Journal of Physical Chemistry A, Vol.105, No.45, 10433-10438, 2001
Conversion of CO to formaldehyde catalyzed by BeO: A theoretical study
Ab initio calculations at the G2M(MP2)//MP2/6-31G** level have been performed to investigate the potential energy surface for various reaction mechanisms in the BeO/CO/H-2(-) system. The results show that the conversion of carbon monoxide to formaldehyde can be catalyzed by beryllium oxide in the gas phase. Two different reaction mechanisms have been suggested. In the first one, BeO + CO + H-2 --> OBeOC + H-2 --> OBeOCH2 --> BeO + H2CO, BeO first reacts with CO to form the OBeOC complex (bound by 20.2 kcal/mol), which interacts with H-2 to give the complex between BeO and H2CO via a barrier of 53.1 kcal/mol relative to the initial reactants, and OBeOCH2 decomposes to BeO + formaldehyde without an exit barrier but with endothermicity of 44.9 kcal/mol.
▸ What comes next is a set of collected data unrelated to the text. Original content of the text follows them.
//! Structured logging facility
//!
//! - Single initialization point via `init(profile)`
//! - Canonical operation macros (`log_op_start!`, `log_op_end!`, `log_op_error!`)
//! - Test capture mode for asserting on emitted events
//!
//! ```rust
//! use snapaudit_core::logging_facility::{init, Profile};
//!
//! init(Profile::Development);
//! ```

pub mod init;
pub mod macros;
pub mod test_capture;

pub use init::{init, Profile};
pub use test_capture::{init_test_capture, CapturedEvent, TestCapture};
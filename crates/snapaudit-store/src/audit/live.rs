//! Read-only access to live records

#![allow(clippy::result_large_err)]

use crate::errors::Result;
use crate::repo;
use rusqlite::Connection;
use snapaudit_core::errors::{AuditError, ExError};
use snapaudit_core::model::{LiveRecord, ProfileFields};

/// The live record for `subject_id`, including soft-deleted ones
///
/// # Errors
///
/// `NotFound` if the subject has never been observed.
pub fn get<F: ProfileFields>(conn: &Connection, subject_id: &str) -> Result<LiveRecord<F>> {
    repo::live::fetch::<F>(conn, subject_id)?.ok_or_else(|| {
        ExError::from(AuditError::LiveRecordNotFound {
            kind: F::KIND.to_string(),
            subject_id: subject_id.to_string(),
        })
        .with_op("get_live")
    })
}

/// Like [`get`], but absence is not an error
///
/// # Errors
///
/// `Persistence` or `Serialization` if the row cannot be read.
pub fn find<F: ProfileFields>(conn: &Connection, subject_id: &str) -> Result<Option<LiveRecord<F>>> {
    repo::live::fetch::<F>(conn, subject_id)
}

/// All live records ordered by subject id
///
/// # Errors
///
/// `Persistence` or `Serialization` if rows cannot be read.
pub fn list<F: ProfileFields>(conn: &Connection, include_deleted: bool) -> Result<Vec<LiveRecord<F>>> {
    repo::live::list::<F>(conn, include_deleted)
}
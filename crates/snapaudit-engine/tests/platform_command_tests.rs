// Platform account commands

mod common;

use common::*;
use snapaudit_core::errors::ExErrorKind;
use snapaudit_core::model::{AccountStatus, ChangeTag, PlatformUserFields};
use snapaudit_engine::commands::platform::{EXTRA_BANNED_BY, EXTRA_BAN_REASON};
use snapaudit_engine::{apply_engine_command, EngineCommand, EngineContext};
use snapaudit_store::audit::{self, HistoryQuery};

fn sync(conn: &mut rusqlite::Connection, id: &str, fields: PlatformUserFields) -> &'static str {
    run(
        conn,
        EngineCommand::SyncPlatformProfile {
            subject_id: id.to_string(),
            fields,
            actor: None,
        },
    )
    .label()
}

#[test]
fn test_sync_creates_then_skips_identical() {
    let mut conn = setup_db();
    assert_eq!(sync(&mut conn, "tg-1", platform_user("Alice")), "created");
    assert_eq!(sync(&mut conn, "tg-1", platform_user("Alice")), "skipped");
    assert_eq!(history_rows(&conn, "platform_user_history", "tg-1"), 0);
}

#[test]
fn test_ban_then_resync_keeps_ban() {
    let mut conn = setup_db();
    sync(&mut conn, "tg-1", platform_user("Alice"));
    run(
        &mut conn,
        EngineCommand::BanPlatformUser {
            subject_id: "tg-1".to_string(),
            reason: "flooding".to_string(),
            actor: Some(7),
        },
    );

    let renamed = PlatformUserFields {
        last_name: Some("Liddell".to_string()),
        ..platform_user("Alice")
    };
    assert_eq!(sync(&mut conn, "tg-1", renamed), "applied");

    let current = audit::live::get::<PlatformUserFields>(&conn, "tg-1").unwrap();
    assert!(current.fields.is_banned());
    assert_eq!(current.fields.last_name.as_deref(), Some("Liddell"));
    assert_eq!(current.fields.extra.get_str(EXTRA_BAN_REASON), Some("flooding"));

    let actions: Vec<ChangeTag> =
        audit::read_page::<PlatformUserFields>(&conn, &HistoryQuery::for_subject("tg-1"))
            .unwrap()
            .items
            .into_iter()
            .map(|h| h.action)
            .collect();
    assert_eq!(actions, vec![ChangeTag::Ban, ChangeTag::Update]);
}

#[test]
fn test_unban_restores_active_and_drops_markers() {
    let mut conn = setup_db();
    sync(&mut conn, "tg-1", platform_user("Alice"));
    for cmd in [
        EngineCommand::BanPlatformUser {
            subject_id: "tg-1".to_string(),
            reason: "flooding".to_string(),
            actor: Some(7),
        },
        EngineCommand::UnbanPlatformUser {
            subject_id: "tg-1".to_string(),
            reason: "cooled down".to_string(),
            actor: Some(7),
        },
    ] {
        run(&mut conn, cmd);
    }

    let current = audit::live::get::<PlatformUserFields>(&conn, "tg-1").unwrap();
    assert_eq!(current.fields.status, AccountStatus::Active);
    assert!(!current.fields.extra.contains_key(EXTRA_BAN_REASON));
    assert!(!current.fields.extra.contains_key(EXTRA_BANNED_BY));
    assert!(current.remark.unwrap_or_default().starts_with("cooled down (unban)"));

    let page = audit::read_page::<PlatformUserFields>(
        &conn,
        &HistoryQuery::for_subject("tg-1").newest_first(),
    )
    .unwrap();
    assert_eq!(page.items[0].fields.status, AccountStatus::Banned);
}

#[test]
fn test_ban_unknown_platform_user_is_not_found() {
    let mut conn = setup_db();
    let err = apply_engine_command(
        EngineCommand::BanPlatformUser {
            subject_id: "tg-404".to_string(),
            reason: "x".to_string(),
            actor: None,
        },
        &mut conn,
        &EngineContext::new(),
    )
    .unwrap_err();
    assert_eq!(err.kind(), ExErrorKind::NotFound);
}
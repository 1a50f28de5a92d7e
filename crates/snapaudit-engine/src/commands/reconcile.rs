//! Full reconciliation of Emby accounts against the server listing
//!
//! Every listed id is synced, live ids the listing no longer contains are
//! retired, and retired ids that reappear are restored before syncing. Each
//! subject commits in its own transaction, so one failing subject does not
//! roll back the others.

#![allow(clippy::result_large_err)]

use super::emby::{dto_id, sync_in};
use super::with_write_tx;
use rusqlite::Connection;
use serde_json::Value;
use snapaudit_core::errors::ExError;
use snapaudit_core::model::EmbyUserFields;
use snapaudit_store::audit::{self, live, ApplyOutcome};
use snapaudit_store::errors::Result;
use snapaudit_store::repo;
use std::collections::{BTreeMap, BTreeSet};

const REMARK_MISSING: &str = "missing from server listing";
const REMARK_REAPPEARED: &str = "reappeared in server listing";

/// Subject ids grouped by what the reconcile did to them
#[derive(Debug, Default)]
pub struct ReconcileReport {
    pub created: Vec<String>,
    pub updated: Vec<String>,
    pub unchanged: Vec<String>,
    /// Previously retired ids that were listed again
    pub restored: Vec<String>,
    pub retired: Vec<String>,
    /// Listing entries without a usable `Id`
    pub skipped: usize,
    pub failed: Vec<(String, ExError)>,
}

impl ReconcileReport {
    pub fn is_clean(&self) -> bool {
        self.failed.is_empty()
    }

    /// Subjects that received a new snapshot or live row
    pub fn written(&self) -> usize {
        self.created.len() + self.updated.len() + self.restored.len() + self.retired.len()
    }
}

/// Reconcile live Emby records with `dtos`, the server's full user listing
///
/// An empty listing is treated as a failed fetch and changes nothing.
///
/// # Errors
///
/// Only when the live subject ids cannot be read; per-subject failures are
/// collected in [`ReconcileReport::failed`].
pub fn reconcile_emby_users(
    conn: &mut Connection,
    dtos: &[Value],
    actor: Option<i64>,
) -> Result<ReconcileReport> {
    let mut report = ReconcileReport::default();
    if dtos.is_empty() {
        tracing::info!("Server listing is empty, nothing to reconcile");
        return Ok(report);
    }

    let mut listing: BTreeMap<String, &Value> = BTreeMap::new();
    for dto in dtos {
        match dto_id(dto) {
            Some(id) => {
                listing.insert(id, dto);
            }
            None => report.skipped += 1,
        }
    }

    for (subject_id, dto) in &listing {
        match reconcile_one(conn, subject_id, dto, actor) {
            Ok((restored, outcome)) => {
                let bucket = match outcome {
                    ApplyOutcome::Created(_) => &mut report.created,
                    _ if restored => &mut report.restored,
                    ApplyOutcome::Applied { .. } => &mut report.updated,
                    ApplyOutcome::Skipped(_) => &mut report.unchanged,
                };
                bucket.push(subject_id.clone());
            }
            Err(err) => {
                tracing::warn!(subject_id = %subject_id, error = %err, "Reconcile failed for subject");
                report.failed.push((subject_id.clone(), err));
            }
        }
    }

    let listed: BTreeSet<&String> = listing.keys().collect();
    let live_ids = repo::live::subject_ids::<EmbyUserFields>(conn, false)?;
    for subject_id in live_ids.into_iter().filter(|id| !listed.contains(id)) {
        let result = with_write_tx(conn, "reconcile_retire", |tx| {
            audit::retire::<EmbyUserFields>(tx, &subject_id, Some(REMARK_MISSING), actor)
        });
        match result {
            Ok(_) => report.retired.push(subject_id),
            Err(err) => {
                tracing::warn!(subject_id = %subject_id, error = %err, "Retire failed for subject");
                report.failed.push((subject_id, err));
            }
        }
    }

    Ok(report)
}

fn reconcile_one(
    conn: &mut Connection,
    subject_id: &str,
    dto: &Value,
    actor: Option<i64>,
) -> Result<(bool, ApplyOutcome<EmbyUserFields>)> {
    let fields = EmbyUserFields::from_user_dto(dto)
        .map_err(|e| ExError::from(e).with_entity_id(subject_id))?;

    with_write_tx(conn, "reconcile_subject", |tx| {
        let was_deleted = live::find::<EmbyUserFields>(tx, subject_id)?
            .is_some_and(|current| current.is_deleted());
        if was_deleted {
            audit::restore::<EmbyUserFields>(tx, subject_id, Some(REMARK_REAPPEARED), actor)?;
        }
        let outcome = sync_in(tx, subject_id, fields, false, None, actor)?;
        Ok((was_deleted, outcome))
    })
}
//! Snapshot constructor.

use chrono::{DateTime, Utc};

use crate::errors::Result;
use crate::model::{ChangeTag, HistoryRecord, LiveRecord, ProfileFields};
use crate::snapshot::digest::fields_digest;

/// Capture the current state of `live` as an unpersisted history record
///
/// Every audited field is cloned, including both metadata maps, together
/// with the live remark, stamp and version. `history_id` stays `None` until
/// the store appends the record.
///
/// # Errors
///
/// `Serialization` if the field set cannot be digested.
pub fn capture<F: ProfileFields>(
    live: &LiveRecord<F>,
    action: ChangeTag,
    recorded_at: DateTime<Utc>,
    recorded_by: Option<i64>,
) -> Result<HistoryRecord<F>> {
    Ok(HistoryRecord {
        history_id: None,
        subject_id: live.subject_id.clone(),
        fields: live.fields.clone(),
        fields_digest: fields_digest(&live.fields)?,
        action,
        remark: live.remark.clone(),
        source_stamp: live.stamp.clone(),
        source_version: live.version,
        recorded_at,
        recorded_by,
    })
}

#[cfg(test)]
mod tests {
    use super::*;
    use crate::model::{EmbyUserFields, Metadata};
    use serde_json::json;

    #[test]
    fn test_capture_copies_state_and_provenance() {
        let fields = EmbyUserFields::from_user_dto(&json!({"Name": "alice"})).unwrap();
        let live = LiveRecord::new("e-1", fields, Some("created".into()), Utc::now(), Some(7));

        let snap = capture(&live, ChangeTag::Update, Utc::now(), Some(8)).unwrap();

        assert_eq!(snap.subject_id, "e-1");
        assert_eq!(snap.fields, live.fields);
        assert_eq!(snap.remark.as_deref(), Some("created"));
        assert_eq!(snap.source_version, 1);
        assert_eq!(snap.source_stamp, live.stamp);
        assert_eq!(snap.recorded_by, Some(8));
        assert!(snap.history_id.is_none());
    }

    #[test]
    fn test_capture_survives_live_mutation() {
        let fields = EmbyUserFields::from_user_dto(&json!({"Name": "alice"})).unwrap();
        let mut live = LiveRecord::new("e-1", fields, None, Utc::now(), None);

        let snap = capture(&live, ChangeTag::Ban, Utc::now(), None).unwrap();
        live.fields.name = "mallory".to_string();
        live.fields.extra_data = Metadata::new().with("is_disabled", true);

        assert_eq!(snap.fields.name, "alice");
        assert!(snap.fields.extra_data.is_empty());
    }
}
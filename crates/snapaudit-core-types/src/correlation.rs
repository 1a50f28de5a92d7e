//! Correlation types for request tracking
//!
//! A `RequestContext` travels with every engine command so that log events
//! and errors emitted while applying one change can be tied back to the
//! bot command, sync job or admin request that triggered it.

use serde::{Deserialize, Serialize};
use uuid::Uuid;

macro_rules! correlation_id {
    ($(#[$doc:meta])* $name:ident) => {
        $(#[$doc])*
        #[derive(Debug, Clone, PartialEq, Eq, Hash, Serialize, Deserialize)]
        pub struct $name(String);

        impl $name {
            /// Generate a fresh, time-ordered identifier (UUIDv7)
            pub fn new() -> Self {
                Self(Uuid::now_v7().to_string())
            }

            pub fn as_str(&self) -> &str {
                &self.0
            }

            /// Wrap an identifier received from an upstream caller
            pub fn from_string(s: String) -> Self {
                Self(s)
            }
        }

        impl Default for $name {
            fn default() -> Self {
                Self::new()
            }
        }

        impl std::fmt::Display for $name {
            fn fmt(&self, f: &mut std::fmt::Formatter<'_>) -> std::fmt::Result {
                f.write_str(&self.0)
            }
        }
    };
}

correlation_id!(
    /// Identifier for one upstream operation (bot command, sync run, API call)
    RequestId
);

correlation_id!(
    /// Trace identifier propagated from an upstream transport, if any
    TraceId
);

/// Context carried through engine commands for correlation
#[derive(Debug, Clone)]
pub struct RequestContext {
    pub request_id: RequestId,
    pub trace_id: Option<TraceId>,
}

impl RequestContext {
    pub fn new() -> Self {
        Self {
            request_id: RequestId::new(),
            trace_id: None,
        }
    }

    pub fn with_request_id(request_id: RequestId) -> Self {
        Self {
            request_id,
            trace_id: None,
        }
    }

    pub fn with_trace_id(mut self, trace_id: TraceId) -> Self {
        self.trace_id = Some(trace_id);
        self
    }
}

impl Default for RequestContext {
    fn default() -> Self {
        Self::new()
    }
}

#[cfg(test)]
mod tests {
    use super::*;

    #[test]
    fn test_request_ids_are_unique() {
        let id1 = RequestId::new();
        let id2 = RequestId::new();
        assert_ne!(id1, id2);
        assert!(!id1.as_str().is_empty());
    }

    #[test]
    fn test_display_matches_as_str() {
        let id = TraceId::new();
        assert_eq!(id.to_string(), id.as_str());
    }

    #[test]
    fn test_context_with_trace_id() {
        let trace_id = TraceId::from_string("trace-1".to_string());
        let ctx = RequestContext::new().with_trace_id(trace_id.clone());
        assert_eq!(ctx.trace_id, Some(trace_id));
    }

    #[test]
    fn test_context_keeps_upstream_request_id() {
        let rid = RequestId::from_string("tg-update-42".to_string());
        let ctx = RequestContext::with_request_id(rid);
        assert_eq!(ctx.request_id.as_str(), "tg-update-42");
        assert!(ctx.trace_id.is_none());
    }

    #[test]
    fn test_serialization() {
        let id = RequestId::new();
        let json = serde_json::to_string(&id).unwrap();
        let back: RequestId = serde_json::from_str(&json).unwrap();
        assert_eq!(id, back);
    }
}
In the second mechanism, BeO + H-2 + CO --> HBeOH + CO --> t-HCOBeOH --> OBeOCH2 --> BeO + H2CO, the initial step is the reaction of BeO with molecular hydrogen exothermic by 88.3 kcal/mol. Then, CO inserts into the Be-H bond of HBeOH to form the HCOBeOH intermediate, 80.2 kcal/mol below the reactants, which undergoes a 1,3-hydrogen shift from carbon to oxygen yielding the OBeOCH2 complex and the latter decomposes to the final, products., On this pathway, the highest barrier is found for the t-HCOBeOH --> OBeOCH2 hydrogen shift step with a transition state lying only 5.4 kcal/mol above BeO + H-2 + CO, thus making the gas-phase reaction possible even at low temperatures. The reverse reaction of the H2CO decomposition to H-2 + CO can be also catalyzed by BeO in the gas phase, since the barrier decreases from similar to 80 kcal/mol for the unimolecular dissociation to only 2.0 kcal/mol for the reaction in the presence of BeO.